+++ TASK INPUTS

//! IPsec crypto profiles.

use panos_xml::XmlNode;
use serde::{Deserialize, Serialize};

use super::crypto::{normalize_names, specify_names, EncryptionEra, IPSEC_RENAMES};
use super::ike_crypto::{decode_unit, lifetime_node, LIFETIME_UNITS};
use crate::codec::{era, Normalizer, Object, Specifier, Wire};
use crate::error::PangoError;
use crate::version::{Version, V7_0};
use crate::wire::{entry_node, expect_tag, members, text, Emit};
use crate::xpath::{entry_xpath, NetworkScope};

const KIND: &str = "ipsec crypto profile";

const LIFESIZE_UNITS: [&str; 4] = ["kb", "mb", "gb", "tb"];

#[derive(Debug, Clone, Default, PartialEq, Eq, Serialize, Deserialize)]
#[serde(default)]
pub struct IpsecCryptoProfile {
    pub name: String,
    /// `esp` (the default when empty) or `ah`.
    pub protocol: String,
    /// Canonical (7.0+) names; ESP only; unordered.
    pub encryption: Vec<String>,
    /// Unordered.
    pub authentication: Vec<String>,
    /// A single group such as `group14`, or `no-pfs`.
    pub dh_group: String,
    pub lifetime_type: String,
    pub lifetime_value: u32,
    /// One of `kb`, `mb`, `gb`, `tb`.
    pub lifesize_type: String,
    pub lifesize_value: u32,
}

impl IpsecCryptoProfile {
    /// The encryption list spelled for `era`.
    pub fn specify_encryption(&self, era: EncryptionEra) -> Result<Vec<String>, PangoError> {
        specify_names(&self.encryption, era, &IPSEC_RENAMES)
    }

    /// Rewrite the encryption list into canonical spelling.
    pub fn normalize_encryption(&mut self) {
        self.encryption = normalize_names(&self.encryption, &IPSEC_RENAMES);
    }
}

impl Object for IpsecCryptoProfile {
    const KIND: &'static str = KIND;
    type Location = NetworkScope;

    fn name(&self) -> &str {
        &self.name
    }

    fn name_mut(&mut self) -> &mut String {
        &mut self.name
    }

    fn xpath(loc: &NetworkScope, names: &[String]) -> Result<Vec<String>, PangoError> {
        let mut path = loc.network_prefix()?;
        for segment in ["ike", "crypto-profiles", "ipsec-crypto-profiles"] {
            path.push(segment.to_string());
        }
        path.push(entry_xpath(names));
        Ok(path)
    }

    fn versioning(version: &Version) -> (Normalizer<Self>, Specifier<Self>) {
        if version.gte(&V7_0) {
            era::<EntryV2>()
        } else {
            era::<EntryV1>()
        }
    }
}

/// PAN-OS before 7.0: legacy names, no GCM.
struct EntryV1 {
    name: String,
    ah: bool,
    encryption: Vec<String>,
    authentication: Vec<String>,
    dh_group: String,
    lifetime: (String, u32),
    lifesize: (String, u32),
}

impl EntryV1 {
    fn project(e: &IpsecCryptoProfile, era: EncryptionEra) -> Result<Self, PangoError> {
        let ah = match e.protocol.as_str() {
            "" | "esp" => false,
            "ah" => true,
            other => {
                return Err(PangoError::validation(format!(
                    "ipsec crypto profile {:?}: unknown protocol {other:?}",
                    e.name
                )))
            }
        };
        if ah && !e.encryption.is_empty() {
            return Err(PangoError::validation(format!(
                "ipsec crypto profile {:?}: ah does not take encryption",
                e.name
            )));
        }
        if !e.lifetime_type.is_empty() && !LIFETIME_UNITS.contains(&e.lifetime_type.as_str()) {
            return Err(PangoError::validation(format!(
                "ipsec crypto profile {:?}: unknown lifetime unit {:?}",
                e.name, e.lifetime_type
            )));
        }
        if !e.lifesize_type.is_empty() && !LIFESIZE_UNITS.contains(&e.lifesize_type.as_str()) {
            return Err(PangoError::validation(format!(
                "ipsec crypto profile {:?}: unknown lifesize unit {:?}",
                e.name, e.lifesize_type
            )));
        }
        Ok(Self {
            name: e.name.clone(),
            ah,
            encryption: e.specify_encryption(era)?,
            authentication: e.authentication.clone(),
            dh_group: e.dh_group.clone(),
            lifetime: (e.lifetime_type.clone(), e.lifetime_value),
            lifesize: (e.lifesize_type.clone(), e.lifesize_value),
        })
    }
}

impl Wire for EntryV1 {
    type Entry = IpsecCryptoProfile;

    fn specify(e: &IpsecCryptoProfile) -> Result<Self, PangoError> {
        Self::project(e, EncryptionEra::Legacy)
    }

    fn normalize(self) -> IpsecCryptoProfile {
        let mut e = IpsecCryptoProfile {
            name: self.name,
            protocol: if self.ah { "ah" } else { "esp" }.to_string(),
            encryption: self.encryption,
            authentication: self.authentication,
            dh_group: self.dh_group,
            lifetime_type: self.lifetime.0,
            lifetime_value: self.lifetime.1,
            lifesize_type: self.lifesize.0,
            lifesize_value: self.lifesize.1,
        };
        e.normalize_encryption();
        e
    }

    fn decode(node: &XmlNode) -> Result<Self, PangoError> {
        expect_tag(node, "entry", KIND)?;
        let ah = node.get_child("ah").is_some();
        let proto = if ah { "ah" } else { "esp" };
        Ok(Self {
            name: node.attribute("name").unwrap_or_default().to_string(),
            ah,
            encryption: members(node, &[proto, "encryption"]),
            authentication: members(node, &[proto, "authentication"]),
            dh_group: text(node, &["dh-group"]),
            lifetime: decode_unit(node, "lifetime", KIND)?,
            lifesize: decode_unit(node, "lifesize", KIND)?,
        })
    }

    fn encode(&self) -> XmlNode {
        let mut node = entry_node(&self.name);
        let mut proto = XmlNode::new(if self.ah { "ah" } else { "esp" });
        proto.members_el("encryption", &self.encryption);
        proto.members_el("authentication", &self.authentication);
        node.children.push(proto);
        node.text_el("dh-group", &self.dh_group);
        node.node_el(lifetime_node("lifetime", &self.lifetime.0, self.lifetime.1));
        node.node_el(lifetime_node("lifesize", &self.lifesize.0, self.lifesize.1));
        node
    }
}

/// PAN-OS 7.0 and later: renamed encryption including GCM.
struct EntryV2 {
    base: EntryV1,
}

impl Wire for EntryV2 {
    type Entry = IpsecCryptoProfile;

    fn specify(e: &IpsecCryptoProfile) -> Result<Self, PangoError> {
        Ok(Self {
            base: EntryV1::project(e, EncryptionEra::Current)?,
        })
    }

    fn normalize(self) -> IpsecCryptoProfile {
        self.base.normalize()
    }

    fn decode(node: &XmlNode) -> Result<Self, PangoError> {
        Ok(Self {
            base: EntryV1::decode(node)?,
        })
    }

    fn encode(&self) -> XmlNode {
        self.base.encode()
    }
}
use std::marker::PhantomData;

use panos_xml::XmlNode;

use super::{Common, Query};
use crate::client::Client;
use crate::codec::ConfigObject;
use crate::error::PangoError;
use crate::xpath::{segment_tag, select};

/// Read and write a fixed configuration node that has no name.
pub struct Singleton<'a, C> {
    common: Common<'a>,
    _config: PhantomData<fn() -> C>,
}

impl<'a, C: ConfigObject> Singleton<'a, C> {
    pub fn new(client: &'a dyn Client) -> Self {
        Self {
            common: Common::new(client, C::KIND),
            _config: PhantomData,
        }
    }

    pub fn get(&self, loc: &C::Location) -> Result<C, PangoError> {
        self.one(Query::Get, loc)
    }

    pub fn show(&self, loc: &C::Location) -> Result<C, PangoError> {
        self.one(Query::Show, loc)
    }

    /// Merge `config` into the node.
    pub fn set(&self, loc: &C::Location, config: &C) -> Result<(), PangoError> {
        let (path, element) = self.request(loc, config)?;
        let parent = &path[..path.len().saturating_sub(1)];
        self.common
            .set(parent, &element)
            .map_err(|e| e.during("set", C::KIND))
    }

    /// Replace the node.
    pub fn edit(&self, loc: &C::Location, config: &C) -> Result<(), PangoError> {
        let (path, element) = self.request(loc, config)?;
        self.common
            .edit(&path, &element)
            .map_err(|e| e.during("edit", C::KIND))
    }

    pub fn delete(&self, loc: &C::Location) -> Result<(), PangoError> {
        let path = C::xpath(loc)?;
        self.common
            .delete(&path)
            .map_err(|e| e.during("delete", C::KIND))
    }

    /// Decode the node out of a previously retrieved configuration tree.
    pub fn from_panos_config(&self, loc: &C::Location, config: &XmlNode) -> Result<C, PangoError> {
        let path = C::xpath(loc)?;
        let node = select(config, &path)
            .into_iter()
            .next()
            .ok_or_else(|| PangoError::NotFound {
                kind: C::KIND,
                name: String::new(),
            })?;
        let (normalize, _) = C::versioning(&self.common.client.versioning());
        normalize(node)
    }

    fn request(&self, loc: &C::Location, config: &C) -> Result<(Vec<String>, XmlNode), PangoError> {
        let path = C::xpath(loc)?;
        let (_, specify) = C::versioning(&self.common.client.versioning());
        Ok((path, specify(config)?))
    }

    fn one(&self, query: Query, loc: &C::Location) -> Result<C, PangoError> {
        let path = C::xpath(loc)?;
        let payload = self.common.retrieve(query, &path)?;
        let tag = path.last().map(|s| segment_tag(s)).unwrap_or_default();
        let node = if payload.tag == tag {
            &payload
        } else {
            payload.get_child(tag).ok_or_else(|| PangoError::NotFound {
                kind: C::KIND,
                name: String::new(),
            })?
        };
        let (normalize, _) = C::versioning(&self.common.client.versioning());
        normalize(node)
    }
}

++++++

Lines with the word "profiles" in the data need counting; report the count alone.

## [WORKED SOLUTION]
2